Military training institution in the United States of America

The Marine Corps War College (MCWAR) is the senior school of the Marine Corps University, providing Joint Professional Military Education (JPME) to selected United States military officers, civilian government officials, and international military officers. The college prepares officers for future senior command and staff responsibilities requiring exceptional operational competence, sound military judgment, and strategic thinking. The college is located within Marine Corps University aboard Marine Corps Base Quantico, Virginia.

==History==

On 1 August 1990, the 29th Commandant of the Marine Corps, General Alfred M. Gray, Jr., instituted the Art of War Studies program under the Marine Corps Command and Staff College. General Gray's vision was to establish a "world-class educational institution for the study of war and the profession of arms." The original seminar was attended by six lieutenant colonels and was ten months long. The course of study matured into the current College and was patterned after other United States military senior-level service colleges. By 1999, the college became an accredited JPME Phase-I institution, enrolling 16 students from all five branches of the Armed Forces and various government agencies. In 2002, the college received full accreditation from both the United States Department of Education and the Southern Association of Colleges and Schools to confer a Master of Strategic Studies degree. In 2006, the college received JPME Phase-II accreditation. In 2009, the college expanded its student population and opened enrollment to include international military officers. The maximum enrollment each academic year is 30 students. In 2011, the college published the inaugural edition of the "MCWAR Papers" in cooperation with the Marine Corps University Press. The MCWAR papers is compilation of analytical papers by the college's students on strategic-level issue .

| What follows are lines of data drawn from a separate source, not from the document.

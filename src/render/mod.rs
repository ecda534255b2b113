//! Graph rendering: deterministic visual attributes for mind-map nodes.
//!
//! Node radius grows with importance and color cycles through a fixed green
//! palette by hierarchy level. The resulting [`VisualGraph`] is handed to a
//! drawing collaborator: the vis-network page in [`html`], or the terminal
//! outline used by the CLI and TUI.

pub mod html;

use serde::{Deserialize, Serialize};

use crate::graph::{Graph, Node};

/// Colors by hierarchy level, darkest at the top.
pub const PALETTE: [&str; 5] = ["#006400", "#228B22", "#32CD32", "#7CFC00", "#ADFF2F"];

const BASE_NODE_SIZE: u32 = 15;
const SIZE_PER_IMPORTANCE: u32 = 5;

/// Shown instead of a canvas when there is nothing to draw.
pub const PLACEHOLDER: &str =
    "Enter a topic and generate a mind map to see it here.";

/// Radius for a node of the given importance.
pub fn node_size(importance: u8) -> u32 {
    BASE_NODE_SIZE + u32::from(importance) * SIZE_PER_IMPORTANCE
}

/// Palette color for a hierarchy level.
pub fn node_color(level: u32) -> &'static str {
    PALETTE[level as usize % PALETTE.len()]
}

/// `#RRGGBB` to components.
pub fn hex_to_rgb(hex: &str) -> Option<(u8, u8, u8)> {
    let digits = hex.strip_prefix('#')?;
    if digits.len() != 6 || !digits.is_ascii() {
        return None;
    }
    let channel = |i: usize| u8::from_str_radix(&digits[i..i + 2], 16).ok();
    Some((channel(0)?, channel(2)?, channel(4)?))
}

#[derive(Debug, Clone, PartialEq, Eq, Serialize)]
pub struct FontStyle {
    pub color: &'static str,
    pub size: u32,
}

impl Default for FontStyle {
    fn default() -> Self {
        Self {
            color: "white",
            size: 12,
        }
    }
}

#[derive(Debug, Clone, PartialEq, Eq, Serialize)]
pub struct VisualNode {
    pub id: String,
    pub label: String,
    pub size: u32,
    pub color: &'static str,
    pub font: FontStyle,
    /// Hover text.
    #[serde(skip_serializing_if = "Option::is_none")]
    pub title: Option<String>,
}

impl From<&Node> for VisualNode {
    fn from(node: &Node) -> Self {
        Self {
            id: node.id.clone(),
            label: node.label.clone(),
            size: node_size(node.importance),
            color: node_color(node.level),
            font: FontStyle::default(),
            title: node.description.clone(),
        }
    }
}

#[derive(Debug, Clone, PartialEq, Eq, Serialize)]
pub struct VisualEdge {
    pub source: String,
    pub target: String,
    #[serde(skip_serializing_if = "Option::is_none")]
    pub label: Option<String>,
}

/// Canvas settings for the drawing collaborator; also the `[render]` config section.
#[derive(Debug, Clone, PartialEq, Eq, Serialize, Deserialize)]
#[serde(default)]
pub struct LayoutConfig {
    /// CSS width of the canvas.
    pub width: String,
    /// Canvas height in pixels.
    pub height: u32,
    pub directed: bool,
    pub physics: bool,
    pub hierarchical: bool,
}

impl Default for LayoutConfig {
    fn default() -> Self {
        Self {
            width: "100%".into(),
            height: 500,
            directed: true,
            physics: true,
            hierarchical: true,
        }
    }
}

#[derive(Debug, Clone, PartialEq, Eq, Serialize)]
pub struct VisualGraph {
    pub nodes: Vec<VisualNode>,
    pub edges: Vec<VisualEdge>,
    pub layout: LayoutConfig,
}

impl VisualGraph {
    pub fn from_graph(graph: &Graph, layout: &LayoutConfig) -> Self {
        Self {
            nodes: graph.nodes.iter().map(VisualNode::from).collect(),
            edges: graph
                .edges
                .iter()
                .map(|e| VisualEdge {
                    source: e.source.clone(),
                    target: e.target.clone(),
                    label: e.label.clone(),
                })
                .collect(),
            layout: layout.clone(),
        }
    }
}

/// What the display surface should show.
#[derive(Debug, Clone, PartialEq, Eq)]
pub enum Rendered {
    Canvas(VisualGraph),
    Placeholder(&'static str),
}

/// Map a graph to its visual form, or a placeholder when there is none.
pub fn render(graph: Option<&Graph>, layout: &LayoutConfig) -> Rendered {
    match graph {
        Some(g) if !g.is_empty() => Rendered::Canvas(VisualGraph::from_graph(g, layout)),
        _ => Rendered::Placeholder(PLACEHOLDER),
    }
}

/// Indented text outline of the hierarchy, one line per node.
pub fn outline_lines(graph: &Graph) -> Vec<String> {
    graph
        .outline()
        .into_iter()
        .map(|row| {
            let node = &graph.nodes[row.node];
            format!(
                "{}{} {} [{}]",
                "  ".repeat(row.depth),
                if row.depth == 0 { "◆" } else { "•" },
                node.label,
                "★".repeat(usize::from(node.importance)),
            )
        })
        .collect()
}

MCWAR is located in Dunlap Hall aboard Marine Corps Base Quantico, Virginia. Dunlap Hall is named in honor of Brigadier General Robert H. Dunlap, USMC.

==Curriculum==
The curriculum is designed to ensure officers "develop intellectual and technical approaches to warfighting and strategic thinking, hone military judgment, evaluate methodologies, expand academic expertise, and sharpen teaching skills through reading, research, writing, and participation in seminars." In order to achieve this, the curriculum partners military competence with political, economic, social, and informational studies which converge to form a complete national strategy. Collaborative efforts provide a diverse educational experience: students routinely interact with policy makers such as the Secretary of Defense, the Chairman of the Joint Chiefs of Staff, the Secretary of Homeland Security, the Director of the FBI, the National Security Adviser, and members of congress. Non-government agencies such as JP Morgan, the Council on Foreign Relations, the New York Stock Exchange, and J Walter Thompson also supplement the college's coursework. Domestic and international travel opportunities are integrated with the curriculum. These travel opportunities have included trips to Unified Combatant Commands such as United States Central Command (USCENTCOM) as well as international trips to allies in Europe, Asia, and Latin America.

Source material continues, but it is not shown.